### Exercise prompt
The result should be every line of the listing that contains "crate".
Extracted entries Start Marker
//! In-memory LRU image cache implementation.

use std::num::NonZeroUsize;
use std::sync::atomic::{AtomicU64, AtomicUsize, Ordering};
use std::sync::{Arc, OnceLock};

use lru::LruCache;
use tokio::sync::RwLock;
use tracing::{debug, trace};

use crate::domain::entities::Artifact;
use crate::domain::ports::ImageCachePort;

/// Default maximum number of images to cache in memory.
pub const DEFAULT_CACHE_SIZE: usize = 50;

static SHARED: OnceLock<Arc<MemoryImageCache>> = OnceLock::new();

/// In-memory LRU cache for decoded images, keyed by locator.
/// Thread-safe and optimized for frequent reads.
pub struct MemoryImageCache {
    cache: RwLock<LruCache<String, Artifact>>,
    capacity: NonZeroUsize,
    // Entry count, written under the write lock after every change.
    entries: AtomicUsize,
    hits: AtomicU64,
    misses: AtomicU64,
}

impl MemoryImageCache {
    /// Creates a new cache with the specified capacity.
    #[must_use]
    pub fn new(capacity: usize) -> Self {
        let cap = NonZeroUsize::new(capacity).unwrap_or(NonZeroUsize::MIN);
        Self {
            cache: RwLock::new(LruCache::new(cap)),
            capacity: cap,
            entries: AtomicUsize::new(0),
            hits: AtomicU64::new(0),
            misses: AtomicU64::new(0),
        }
    }

    /// Creates a new cache with the default capacity.
    #[must_use]
    pub fn with_default_capacity() -> Self {
        Self::new(DEFAULT_CACHE_SIZE)
    }

    /// Returns the process-wide cache, creating it on first use.
    #[must_use]
    pub fn shared() -> Arc<Self> {
        SHARED
            .get_or_init(|| Arc::new(Self::with_default_capacity()))
            .clone()
    }

    /// Creates the process-wide cache with `capacity`.
    ///
    /// Returns false if the shared cache already exists; its capacity is
    /// left unchanged.
    pub fn install_shared(capacity: usize) -> bool {
        let installed = SHARED.set(Arc::new(Self::new(capacity))).is_ok();
        if !installed {
            debug!(capacity, "Shared image cache already initialized");
        }
        installed
    }

    /// Maximum number of images kept.
    #[must_use]
    pub const fn capacity(&self) -> usize {
        self.capacity.get()
    }

    /// Returns cache statistics.
    #[must_use]
    #[allow(clippy::cast_precision_loss)]
    pub fn stats(&self) -> CacheStats {
        let hits = self.hits.load(Ordering::Relaxed);
        let misses = self.misses.load(Ordering::Relaxed);
        let total = hits + misses;
        let hit_rate = if total > 0 {
            (hits as f64 / total as f64) * 100.0
        } else {
            0.0
        };
        CacheStats {
            hits,
            misses,
            hit_rate,
            size: self.len(),
        }
    }

    /// Peeks at an image without promoting it in the LRU or counting a hit.
    pub async fn peek(&self, key: &str) -> Option<Artifact> {
        let cache = self.cache.read().await;
        cache.peek(key).cloned()
    }
}

impl Default for MemoryImageCache {
    fn default() -> Self {
        Self::with_default_capacity()
    }
}

impl std::fmt::Debug for MemoryImageCache {
    fn fmt(&self, f: &mut std::fmt::Formatter<'_>) -> std::fmt::Result {
        f.debug_struct("MemoryImageCache")
            .field("capacity", &self.capacity)
            .field("stats", &self.stats())
            .finish_non_exhaustive()
    }
}

/// Statistics about cache performance.
#[derive(Debug, Clone)]
pub struct CacheStats {
    /// Number of cache hits.
    pub hits: u64,
    /// Number of cache misses.
    pub misses: u64,
    /// Hit rate as a percentage.
    pub hit_rate: f64,
    /// Current number of cached images.
    pub size: usize,
}

impl std::fmt::Display for CacheStats {
    fn fmt(&self, f: &mut std::fmt::Formatter<'_>) -> std::fmt::Result {
        write!(
            f,
            "Cache: {} images, {:.1}% hit rate ({} hits, {} misses)",
            self.size, self.hit_rate, self.hits, self.misses
        )
    }
}

#[async_trait::async_trait]
impl ImageCachePort for MemoryImageCache {
    async fn get(&self, key: &str) -> Option<Artifact> {
        let mut cache = self.cache.write().await;
        if let Some(img) = cache.get(key) {
            self.hits.fetch_add(1, Ordering::Relaxed);
            trace!(key, "Memory cache hit");
            Some(img.clone())
        } else {
            self.misses.fetch_add(1, Ordering::Relaxed);
            trace!(key, "Memory cache miss");
            None
        }
    }

    async fn put(&self, key: String, artifact: Artifact) {
        let mut cache = self.cache.write().await;
        debug!(key = %key, "Storing image in memory cache");
        if let Some((evicted, _)) = cache.push(key, artifact) {
            trace!(key = %evicted, "Memory cache entry replaced or evicted");
        }
        self.entries.store(cache.len(), Ordering::Release);
    }

    async fn evict(&self, key: &str) {
        let mut cache = self.cache.write().await;
        if cache.pop(key).is_some() {
            self.entries.store(cache.len(), Ordering::Release);
            debug!(key, "Evicted image from memory cache");
        }
    }

    async fn purge(&self) {
        let mut cache = self.cache.write().await;
        let count = cache.len();
        cache.clear();
        self.entries.store(0, Ordering::Release);
        debug!(count, "Purged memory image cache");
    }

    fn len(&self) -> usize {
        self.entries.load(Ordering::Acquire)
    }
}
Extracted entries End Marker
### Answer area
use crate::domain::entities::Artifact;
use crate::domain::ports::ImageCachePort;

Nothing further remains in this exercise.